Annual Audits Required?

Posted By: complygirl

Annual Audits Required? - 09/14/11 04:26 PM

We are a national bank. What areas require an annual audit?

I believe banks are expected to take a risk based approach to this and base their audit schedule on their overall compliance risk assessment. However I was wondering if there are specific areas that are required to be reviewed at least annually?
Posted By: DerrickAuditor

Re: Annual Audits Required? - 09/14/11 06:19 PM

As mentioned, your internal audit plan should be based on risk assessments. For us, high risk areas are audited annually, moderate risk areas are audited every 2 years and low risk areas are audited every 3 years.

However, there are certain areas that examiners, external auditors, or your Board/Audit Committee may expect to be performed annually, regardless of your risk assessments.

Areas we audit annually regardless or risk assessment to make our examiners (FDIC) happy include: ACH (for NACHA compliance), BSA, Flood, Reg O, Fair Lending, SAFE Act, GLBA & Reg P, Trust.

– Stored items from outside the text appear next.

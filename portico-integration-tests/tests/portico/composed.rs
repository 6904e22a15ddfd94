use portico_lib::event::WrapperEvent;

use crate::fixture::{WrapperFixture, WETH_SUPPLY};

// Amounts from the reference scenario: 20 WETH of collateral against a
// 500 USDC borrow.
const COLLATERAL: u128 = 20_000_000_000_000_000_000;
const BORROW: u128 = 500_000_000;

#[test]
fn deposit_and_borrow_then_payback_and_withdraw() {
    let fixture = WrapperFixture::new();
    let (weth, usdc, user) = (fixture.weth, fixture.usdc, fixture.user);

    fixture.approve(&weth, COLLATERAL);
    fixture
        .wrapper
        .deposit_and_borrow(&weth, COLLATERAL, &usdc, BORROW, &user)
        .unwrap();

    assert_eq!(
        fixture.wrapper.get_user_deposit_amount(&weth, &user),
        COLLATERAL
    );
    assert_eq!(fixture.wrapper.get_borrow_amount(&usdc, &user), BORROW);
    // Collateral moved into pool custody, borrowed funds reached the user.
    assert_eq!(
        fixture.bank.balance_of(&weth, &user),
        WETH_SUPPLY - COLLATERAL
    );
    assert_eq!(fixture.bank.balance_of(&usdc, &user), BORROW);
    assert_eq!(
        fixture.pools.supplied(&fixture.pool, &weth, &user),
        COLLATERAL
    );

    fixture.approve(&usdc, BORROW);
    fixture
        .wrapper
        .payback_and_withdraw(&weth, COLLATERAL, &usdc, BORROW, &user)
        .unwrap();

    assert_eq!(fixture.wrapper.get_user_deposit_amount(&weth, &user), 0);
    assert_eq!(fixture.wrapper.get_borrow_amount(&usdc, &user), 0);
    assert_eq!(fixture.bank.balance_of(&weth, &user), WETH_SUPPLY);
    assert_eq!(fixture.bank.balance_of(&usdc, &user), 0);
    assert_eq!(fixture.pools.supplied(&fixture.pool, &weth, &user), 0);
    assert_eq!(fixture.pools.borrowed(&fixture.pool, &usdc, &user), 0);
}

#[test]
fn roundtrip_accumulates_over_prior_balances() {
    let fixture = WrapperFixture::new();
    let (weth, usdc, user) = (fixture.weth, fixture.usdc, fixture.user);

    fixture.approve(&weth, COLLATERAL);
    fixture
        .wrapper
        .deposit_and_borrow(&weth, COLLATERAL, &usdc, BORROW, &user)
        .unwrap();
    let deposit_before = fixture.wrapper.get_user_deposit_amount(&weth, &user);
    let borrow_before = fixture.wrapper.get_borrow_amount(&usdc, &user);

    fixture.approve(&weth, COLLATERAL / 2);
    fixture
        .wrapper
        .deposit_and_borrow(&weth, COLLATERAL / 2, &usdc, BORROW / 4, &user)
        .unwrap();

    assert_eq!(
        fixture.wrapper.get_user_deposit_amount(&weth, &user),
        deposit_before + COLLATERAL / 2
    );
    assert_eq!(
        fixture.wrapper.get_borrow_amount(&usdc, &user),
        borrow_before + BORROW / 4
    );
}

#[test]
fn partial_inverse_restores_prior_balances() {
    let fixture = WrapperFixture::new();
    let (weth, usdc, user) = (fixture.weth, fixture.usdc, fixture.user);

    fixture.approve(&weth, COLLATERAL);
    fixture
        .wrapper
        .deposit_and_borrow(&weth, COLLATERAL, &usdc, BORROW, &user)
        .unwrap();

    fixture.approve(&usdc, BORROW / 2);
    fixture
        .wrapper
        .payback_and_withdraw(&weth, COLLATERAL / 4, &usdc, BORROW / 2, &user)
        .unwrap();

    assert_eq!(
        fixture.wrapper.get_user_deposit_amount(&weth, &user),
        COLLATERAL - COLLATERAL / 4
    );
    assert_eq!(
        fixture.wrapper.get_borrow_amount(&usdc, &user),
        BORROW - BORROW / 2
    );
}

#[test]
fn composite_events_carry_updated_positions() {
    let fixture = WrapperFixture::new();
    let (weth, usdc, user) = (fixture.weth, fixture.usdc, fixture.user);

    fixture.approve(&weth, COLLATERAL);
    let event = fixture
        .wrapper
        .deposit_and_borrow(&weth, COLLATERAL, &usdc, BORROW, &user)
        .unwrap();
    let WrapperEvent::DepositAndBorrow(event) = event else {
        panic!("expected a DepositAndBorrow event");
    };
    assert_eq!(event.user, user);
    assert_eq!(event.asset_in, weth);
    assert_eq!(event.amount_in, COLLATERAL);
    assert_eq!(event.asset_out, usdc);
    assert_eq!(event.amount_out, BORROW);
    assert_eq!(event.collateral_position.deposit_atoms(), COLLATERAL);
    assert_eq!(event.debt_position.borrow_atoms(), BORROW);

    fixture.approve(&usdc, BORROW);
    let event = fixture
        .wrapper
        .payback_and_withdraw(&weth, COLLATERAL, &usdc, BORROW, &user)
        .unwrap();
    let WrapperEvent::PaybackAndWithdraw(event) = event else {
        panic!("expected a PaybackAndWithdraw event");
    };
    assert_eq!(event.collateral_position.deposit_atoms(), 0);
    assert_eq!(event.debt_position.borrow_atoms(), 0);
}
use borsh::{BorshDeserialize, BorshSerialize};
use num_enum::{IntoPrimitive, TryFromPrimitive};

use crate::{address::Address, state::position::Position};

#[repr(u8)]
#[derive(
    Clone, Copy, Debug, PartialEq, BorshSerialize, BorshDeserialize, IntoPrimitive, TryFromPrimitive,
)]
pub enum WrapperEventTag {
    SetPool,
    DepositAndBorrow,
    PaybackAndWithdraw,
}

#[derive(Clone, Copy, Debug, PartialEq, Eq, BorshSerialize, BorshDeserialize)]
#[cfg_attr(
    feature = "client",
    derive(serde::Serialize, serde::Deserialize),
    serde(rename_all = "camelCase")
)]
pub struct SetPoolEvent {
    pub previous: Option<Address>,
    pub pool: Address,
}

/// Emitted on success of the two composite operations.
///
/// `asset_in`/`amount_in` is what the caller handed over (collateral on the
/// entry path, debt repayment on the exit path), `asset_out`/`amount_out`
/// what the caller received back.
#[derive(Clone, Copy, Debug, PartialEq, Eq, BorshSerialize, BorshDeserialize)]
#[cfg_attr(
    feature = "client",
    derive(serde::Serialize, serde::Deserialize),
    serde(rename_all = "camelCase")
)]
pub struct CompositeTransactionEvent {
    pub user: Address,
    pub asset_in: Address,
    pub amount_in: u128,
    pub asset_out: Address,
    pub amount_out: u128,
    pub collateral_position: Position,
    pub debt_position: Position,
}

#[derive(Clone, Copy, Debug, PartialEq, Eq)]
#[cfg_attr(
    feature = "client",
    derive(serde::Serialize, serde::Deserialize),
    serde(tag = "type", content = "event")
)]
pub enum WrapperEvent {
    SetPool(SetPoolEvent),
    DepositAndBorrow(CompositeTransactionEvent),
    PaybackAndWithdraw(CompositeTransactionEvent),
}

impl BorshSerialize for WrapperEvent {
    fn serialize<W: std::io::Write>(&self, writer: &mut W) -> Result<(), std::io::Error> {
        match self {
            WrapperEvent::SetPool(event) => {
                WrapperEventTag::SetPool.serialize(writer)?;
                event.serialize(writer)
            }
            WrapperEvent::DepositAndBorrow(event) => {
                WrapperEventTag::DepositAndBorrow.serialize(writer)?;
                event.serialize(writer)
            }
            WrapperEvent::PaybackAndWithdraw(event) => {
                WrapperEventTag::PaybackAndWithdraw.serialize(writer)?;
                event.serialize(writer)
            }
        }
    }
}

impl BorshDeserialize for WrapperEvent {
    fn deserialize_reader<R: std::io::Read>(reader: &mut R) -> Result<Self, std::io::Error> {
        let tag = WrapperEventTag::deserialize_reader(reader)?;
        match tag {
            WrapperEventTag::SetPool => Ok(WrapperEvent::SetPool(<_>::deserialize_reader(reader)?)),
            WrapperEventTag::DepositAndBorrow => Ok(WrapperEvent::DepositAndBorrow(
                <_>::deserialize_reader(reader)?,
            )),
            WrapperEventTag::PaybackAndWithdraw => Ok(WrapperEvent::PaybackAndWithdraw(
                <_>::deserialize_reader(reader)?,
            )),
        }
    }
}
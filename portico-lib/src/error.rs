use std::ops::Deref;

use num_enum::{IntoPrimitive, TryFromPrimitive};

pub type WrapperResult<T = ()> = Result<T, ErrorWithContext<WrapperError>>;

pub type LedgerResult<T = ()> = Result<T, ErrorWithContext<LedgerError>>;

#[derive(Debug, Clone, PartialEq, Eq, thiserror::Error)]
#[error("error = {error:?}, msg = {msg:?}, stack = {stack:?}")]
pub struct ErrorWithContext<T> {
    pub error: T,
    pub msg: Vec<DisplayCow>,
    pub stack: Vec<DisplayLocation>,
}

#[derive(Clone, PartialEq, Eq)]
pub struct DisplayLocation(pub &'static std::panic::Location<'static>);

impl std::fmt::Debug for DisplayLocation {
    fn fmt(&self, f: &mut std::fmt::Formatter<'_>) -> std::fmt::Result {
        write!(f, "{}", self.0)
    }
}

#[derive(Clone, PartialEq, Eq)]
pub struct DisplayCow(pub std::borrow::Cow<'static, str>);

impl std::fmt::Debug for DisplayCow {
    fn fmt(&self, f: &mut std::fmt::Formatter<'_>) -> std::fmt::Result {
        write!(f, "{}", self.0.as_ref())
    }
}

impl<T> ErrorWithContext<T> {
    pub fn new(error: T, location: &'static std::panic::Location<'static>) -> Self {
        let mut context = Vec::with_capacity(4);
        context.push(DisplayLocation(location));
        ErrorWithContext {
            error,
            stack: context,
            msg: Vec::with_capacity(2),
        }
    }
}

impl<T> Deref for ErrorWithContext<T> {
    type Target = T;

    fn deref(&self) -> &Self::Target {
        &self.error
    }
}

/// Transfer-layer failures reported by the asset transfer gate.
#[derive(Debug, Clone, Copy, PartialEq, Eq, IntoPrimitive, TryFromPrimitive)]
#[repr(u8)]
pub enum TransferError {
    InsufficientAllowance,
    InsufficientBalance,
    InsufficientCustody,
}

/// Opaque rejection from the external pool. The reason is passed through
/// untouched, the wrapper never interprets it.
#[derive(Debug, Clone, PartialEq, Eq)]
pub struct PoolRejected(pub std::borrow::Cow<'static, str>);

impl PoolRejected {
    pub fn new(reason: impl Into<std::borrow::Cow<'static, str>>) -> Self {
        PoolRejected(reason.into())
    }

    pub fn reason(&self) -> &str {
        self.0.as_ref()
    }
}

/// Ledger-layer accounting failures.
#[derive(Debug, Clone, Copy, PartialEq, Eq, IntoPrimitive, TryFromPrimitive)]
#[repr(u8)]
pub enum LedgerError {
    Underflow,
    AdditionOverflow,
}

/// The step of a composite operation that failed, with the underlying cause.
///
/// Later steps are never attempted after a failure and no compensation is
/// performed for steps already committed.
#[derive(Debug, Clone, PartialEq, Eq)]
pub enum WrapperError {
    TransferFailed(TransferError),
    SupplyFailed(PoolRejected),
    BorrowFailed(PoolRejected),
    RepayFailed(PoolRejected),
    WithdrawFailed(PoolRejected),
    Ledger(LedgerError),
    PoolNotConfigured,
}

impl LedgerError {
    pub fn with_context(
        self,
        location: &'static std::panic::Location<'static>,
    ) -> ErrorWithContext<LedgerError> {
        ErrorWithContext::new(self, location)
    }
}

impl WrapperError {
    pub fn with_context(
        self,
        location: &'static std::panic::Location<'static>,
    ) -> ErrorWithContext<WrapperError> {
        ErrorWithContext::new(self, location)
    }
}

impl From<LedgerError> for WrapperError {
    fn from(error: LedgerError) -> Self {
        WrapperError::Ledger(error)
    }
}

impl From<ErrorWithContext<LedgerError>> for ErrorWithContext<WrapperError> {
    fn from(err: ErrorWithContext<LedgerError>) -> Self {
        ErrorWithContext {
            error: WrapperError::Ledger(err.error),
            msg: err.msg,
            stack: err.stack,
        }
    }
}

impl<T> From<T> for ErrorWithContext<T> {
    #[track_caller]
    fn from(error: T) -> Self {
        Self::new(error, std::panic::Location::caller())
    }
}

impl PartialEq<WrapperError> for ErrorWithContext<WrapperError> {
    fn eq(&self, other: &WrapperError) -> bool {
        self.error == *other
    }
}

impl PartialEq<LedgerError> for WrapperError {
    fn eq(&self, other: &LedgerError) -> bool {
        matches!(self, WrapperError::Ledger(err) if err == other)
    }
}

impl PartialEq<LedgerError> for ErrorWithContext<WrapperError> {
    fn eq(&self, other: &LedgerError) -> bool {
        self.error == *other
    }
}

impl PartialEq<LedgerError> for ErrorWithContext<LedgerError> {
    fn eq(&self, other: &LedgerError) -> bool {
        self.error == *other
    }
}

pub trait ResultExt: Sized {
    #[track_caller]
    fn track_caller(self) -> Self;

    fn with_msg(self, msg: impl Into<std::borrow::Cow<'static, str>>) -> Self;
}

impl<T, E> ResultExt for Result<T, ErrorWithContext<E>> {
    #[inline(always)]
    fn track_caller(self) -> Self {
        let caller = std::panic::Location::caller();
        self.map_err(|mut err| {
            err.stack.push(DisplayLocation(caller));
            err
        })
    }

    #[inline(always)]
    fn with_msg(self, msg: impl Into<std::borrow::Cow<'static, str>>) -> Self {
        self.map_err(|mut err| {
            err.msg.push(DisplayCow(msg.into()));
            err
        })
    }
}

#[macro_export]
macro_rules! with_context {
    ( $error:expr) => {{
        let caller = std::panic::Location::caller();
        || $error.with_context(caller)
    }};
}

#[macro_export]
macro_rules! map_context {
    ($error:expr) => {{
        let caller = std::panic::Location::caller();
        |_| $error.with_context(caller)
    }};
}
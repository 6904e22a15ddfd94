pub mod safe_math;
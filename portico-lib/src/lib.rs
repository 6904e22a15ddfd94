//! Collateralized lending position wrapper.
//!
//! Composes an allowance-gated [`transfer::TransferGate`] and an external
//! [`pool::LendingPool`] into two composite operations, deposit-then-borrow
//! and repay-then-withdraw, while a [`state::ledger::PositionLedger`] records
//! what each user owns and owes per asset. The external pool stays the
//! authority for solvency: the ledger is a cache of pool truth.

pub mod address;
pub mod error;
pub mod event;
pub mod math;
pub mod pool;
pub mod state;
pub mod transfer;
pub mod wrapper;

#[cfg(any(test, feature = "test-utils"))]
pub mod testing;
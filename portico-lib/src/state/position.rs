use borsh::{BorshDeserialize, BorshSerialize};

use crate::{error::LedgerResult, math::safe_math::SafeMath};

/// Per-(asset, user) balances as recorded by the wrapper.
///
/// The ledger mirrors what the external pool holds on behalf of the wrapper
/// for this key. Zero balances are a valid terminal state, a position is
/// never destroyed once created.
#[derive(Default, Debug, Clone, Copy, PartialEq, Eq, BorshSerialize, BorshDeserialize)]
#[cfg_attr(
    feature = "client",
    derive(serde::Serialize, serde::Deserialize),
    serde(rename_all = "camelCase")
)]
pub struct Position {
    deposit_atoms: u128,
    borrow_atoms: u128,
}

impl Position {
    #[inline(always)]
    pub fn deposit_atoms(&self) -> u128 {
        self.deposit_atoms
    }

    #[inline(always)]
    pub fn borrow_atoms(&self) -> u128 {
        self.borrow_atoms
    }

    pub fn record_deposit(&mut self, atoms: u128) -> LedgerResult {
        self.deposit_atoms = self.deposit_atoms.safe_add(atoms)?;
        Ok(())
    }

    pub fn record_borrow(&mut self, atoms: u128) -> LedgerResult {
        self.borrow_atoms = self.borrow_atoms.safe_add(atoms)?;
        Ok(())
    }

    pub fn record_repay(&mut self, atoms: u128) -> LedgerResult {
        self.borrow_atoms = self.borrow_atoms.safe_sub(atoms)?;
        Ok(())
    }

    pub fn record_withdraw(&mut self, atoms: u128) -> LedgerResult {
        self.deposit_atoms = self.deposit_atoms.safe_sub(atoms)?;
        Ok(())
    }
}
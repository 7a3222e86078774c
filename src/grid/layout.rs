//! Grid addressing: maps the label alphabet onto screen pixel space.

use std::ops::Range;

use crate::grid::pan::PanOffset;

/// Labels used to address columns and rows, in grid order.
pub const LABELS: [char; 35] = [
    'a', 'b', 'c', 'd', 'e', 'f', 'g', 'h', 'i', 'j', 'k', 'l', 'm', 'n', 'o', 'p', 'q', 'r', 's',
    't', 'u', 'v', 'w', 'x', 'y', 'z', '1', '2', '3', '4', '5', '6', '7', '8', '9',
];

pub const GRID_SIZE: usize = LABELS.len();

#[derive(Debug, Clone, Copy, PartialEq, Eq)]
pub struct ScreenPoint {
    pub x: i64,
    pub y: i64,
}

impl std::fmt::Display for ScreenPoint {
    fn fmt(&self, f: &mut std::fmt::Formatter<'_>) -> std::fmt::Result {
        write!(f, "{} {}", self.x, self.y)
    }
}

#[derive(Debug, Clone, Copy, PartialEq, Eq)]
pub struct GridLayout {
    width: u32,
    height: u32,
    cell_width: u32,
    cell_height: u32,
}

impl GridLayout {
    /// Cell sizes round up so `GRID_SIZE` cells always cover the screen.
    pub fn new(width: u32, height: u32) -> Self {
        let n = GRID_SIZE as u32;
        Self {
            width,
            height,
            cell_width: width.div_ceil(n),
            cell_height: height.div_ceil(n),
        }
    }

    pub fn width(&self) -> u32 {
        self.width
    }

    pub fn height(&self) -> u32 {
        self.height
    }

    pub fn cell_width(&self) -> u32 {
        self.cell_width
    }

    pub fn cell_height(&self) -> u32 {
        self.cell_height
    }

    pub fn grid_size(&self) -> usize {
        GRID_SIZE
    }

    pub fn column_span(&self, index: usize) -> Range<i64> {
        let w = self.cell_width as i64;
        (index as i64 * w)..((index as i64 + 1) * w)
    }

    pub fn row_span(&self, index: usize) -> Range<i64> {
        let h = self.cell_height as i64;
        (index as i64 * h)..((index as i64 + 1) * h)
    }

    /// Column containing buffer x coordinate `x`, if it lies on the grid.
    pub fn column_at(&self, x: i64) -> Option<usize> {
        if x < 0 || self.cell_width == 0 {
            return None;
        }
        let column = (x / self.cell_width as i64) as usize;
        (column < GRID_SIZE).then_some(column)
    }

    /// Screen position addressed by column `cx` and row `cy` with the canvas
    /// panned by `pan` steps of `grid_step` pixels.
    ///
    /// Indices are not bounds checked: the zero key decodes to one past the
    /// last label and still resolves to a position beyond the final cell.
    pub fn coordinate(&self, cx: usize, cy: usize, pan: PanOffset, grid_step: i64) -> ScreenPoint {
        let (ox, oy) = pan.pixel_origin(grid_step);
        ScreenPoint {
            x: self.cell_width as i64 * cx as i64 - ox,
            y: self.cell_height as i64 * cy as i64 - oy,
        }
    }
}

/// Two letter label for the cell at column `x`, row `y`.
pub fn cell_label(x: usize, y: usize) -> String {
    let mut label = String::with_capacity(2);
    label.push(LABELS[x]);
    label.push(LABELS[y]);
    label
}

#[cfg(test)]
mod tests {
    use super::*;

    #[test]
    fn cells_cover_screen_even_when_not_divisible() {
        for (w, h) in [(1920, 1080), (2560, 1440), (36, 34), (1, 1), (35, 70), (3841, 2161)] {
            let layout = GridLayout::new(w, h);
            assert_eq!(layout.cell_width(), w.div_ceil(35));
            assert_eq!(layout.cell_height(), h.div_ceil(35));
            assert!(layout.cell_width() * 35 >= w);
            assert!(layout.cell_height() * 35 >= h);
        }
    }

    #[test]
    fn column_and_row_spans_are_contiguous() {
        let layout = GridLayout::new(1920, 1080);
        assert_eq!(layout.column_span(0), 0..55);
        assert_eq!(layout.column_span(3), 165..220);
        assert_eq!(layout.row_span(2), 62..93);
    }

    #[test]
    fn column_at_maps_back_into_spans() {
        let layout = GridLayout::new(1920, 1080);
        assert_eq!(layout.column_at(0), Some(0));
        assert_eq!(layout.column_at(54), Some(0));
        assert_eq!(layout.column_at(55), Some(1));
        assert_eq!(layout.column_at(1919), Some(34));
        assert_eq!(layout.column_at(-1), None);
        assert_eq!(layout.column_at(55 * 35), None);
    }

    #[test]
    fn coordinate_subtracts_pan_origin() {
        let layout = GridLayout {
            width: 1050,
            height: 700,
            cell_width: 30,
            cell_height: 20,
        };
        let pan = PanOffset { gx: 2, gy: -1 };
        assert_eq!(
            layout.coordinate(3, 5, pan, 10),
            ScreenPoint { x: 70, y: 110 }
        );
        assert_eq!(layout.coordinate(3, 5, pan, 10).to_string(), "70 110");
    }

    #[test]
    fn labels_pair_column_then_row() {
        assert_eq!(cell_label(0, 0), "aa");
        assert_eq!(cell_label(25, 26), "z1");
        assert_eq!(cell_label(34, 2), "9c");
    }
}
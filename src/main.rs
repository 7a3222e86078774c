use std::sync::{Arc, Mutex};

use anyhow::anyhow;
use clap::Parser;

use screenpos::cli::Cli;
use screenpos::grid::{native_options, OutcomeSlot, ScreenposApp, SessionOutcome};
use screenpos::logging;
use screenpos::settings::Settings;

fn main() -> anyhow::Result<()> {
    let cli = Cli::parse();
    logging::init(cli.debug, cli.log_file.clone());

    let settings = match &cli.config {
        Some(path) => {
            tracing::debug!(path = %path.display(), "loading config");
            Settings::load(path)?
        }
        None => Settings::default(),
    };
    let render = settings.render_settings()?;

    if cli.print_config {
        println!("{}", settings.to_pretty_json()?);
        return Ok(());
    }

    let outcome: OutcomeSlot = Arc::new(Mutex::new(None));
    let app_outcome = outcome.clone();
    let font_size = settings.font_size;
    if let Err(err) = eframe::run_native(
        "Screenpos",
        native_options(),
        Box::new(move |_cc| Box::new(ScreenposApp::new(render, font_size, app_outcome))),
    ) {
        tracing::error!(%err, "overlay surface failed");
        return Err(anyhow!("overlay surface failed: {err}"));
    }

    let outcome = outcome.lock().ok().and_then(|mut slot| slot.take());
    match outcome {
        Some(SessionOutcome::Selected(point)) => println!("{point}"),
        Some(SessionOutcome::Cancelled) | None => {}
    }
    Ok(())
}
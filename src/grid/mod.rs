pub mod app;
pub mod colour;
pub mod input;
pub mod keys;
pub mod layout;
pub mod messages;
pub mod pan;
pub mod render;
pub mod selection;
pub mod session;

pub use app::{native_options, OutcomeSlot, ScreenposApp};
pub use layout::{GridLayout, ScreenPoint, GRID_SIZE, LABELS};
pub use messages::{GridCommand, SessionOutcome, SessionStep};
pub use session::GridSession;
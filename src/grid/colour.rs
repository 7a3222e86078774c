use anyhow::{anyhow, Context, Result};

#[derive(Debug, Clone, Copy, PartialEq, Eq, Default)]
pub struct Rgba {
    pub r: u8,
    pub g: u8,
    pub b: u8,
    pub a: u8,
}

impl Rgba {
    pub const TRANSPARENT: Self = Self::rgba(0, 0, 0, 0);

    pub const fn rgba(r: u8, g: u8, b: u8, a: u8) -> Self {
        Self { r, g, b, a }
    }

    pub const fn with_alpha(self, a: u8) -> Self {
        Self { a, ..self }
    }

    pub fn to_pixel(self) -> image::Rgba<u8> {
        image::Rgba([self.r, self.g, self.b, self.a])
    }

    pub fn from_pixel(px: &image::Rgba<u8>) -> Self {
        Self::rgba(px.0[0], px.0[1], px.0[2], px.0[3])
    }
}

/// Decode a hex triplet (`#rrggbb`, `rrggbb` or the `#rgb` shorthand) and
/// attach `opacity` as the alpha channel.
pub fn resolve(hex: &str, opacity: u8) -> Result<Rgba> {
    let digits = hex.trim().trim_start_matches('#');
    let expanded: String = match digits.len() {
        3 => digits.chars().flat_map(|c| [c, c]).collect(),
        6 => digits.to_string(),
        _ => return Err(anyhow!("colour '{hex}' is not a 3 or 6 digit hex triplet")),
    };
    let bytes = hex::decode(&expanded).with_context(|| format!("colour '{hex}' is not valid hex"))?;
    Ok(Rgba::rgba(bytes[0], bytes[1], bytes[2], opacity))
}
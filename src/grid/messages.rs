use crate::grid::layout::ScreenPoint;
use crate::grid::pan::PanDirection;

/// One dispatched input action for a frame.
#[derive(Debug, Clone, Copy, PartialEq, Eq)]
pub enum GridCommand {
    Label { label: char, index: usize },
    Pan(PanDirection),
    Cancel,
}

/// How a session ended. Both variants are a normal shutdown.
#[derive(Debug, Clone, Copy, PartialEq, Eq)]
pub enum SessionOutcome {
    Selected(ScreenPoint),
    Cancelled,
}

/// Result of feeding one command to the session.
#[derive(Debug, Clone, Copy, PartialEq, Eq)]
pub enum SessionStep {
    Continue { redraw: bool },
    Finish(SessionOutcome),
}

To keep our external auditors happy (different external auditors have different expectations): 401(k), key accounting areas, investments, loan & deposit confirmations.

To keep my audit committee happy (varies by bank): Allowance for loan losses, employee accounts, expense reports, payroll & benefits.

To my knowledge, the only areas that MUST be audited annually is ACH (by December 1st) and SAFE Act.
Posted By: Blessed

Re: Annual Audits Required? - 09/15/11 01:48 PM

BSA must be audited every 12-18 months (depending on you Bank's Risk Assessment & prior Audit and Exam findings).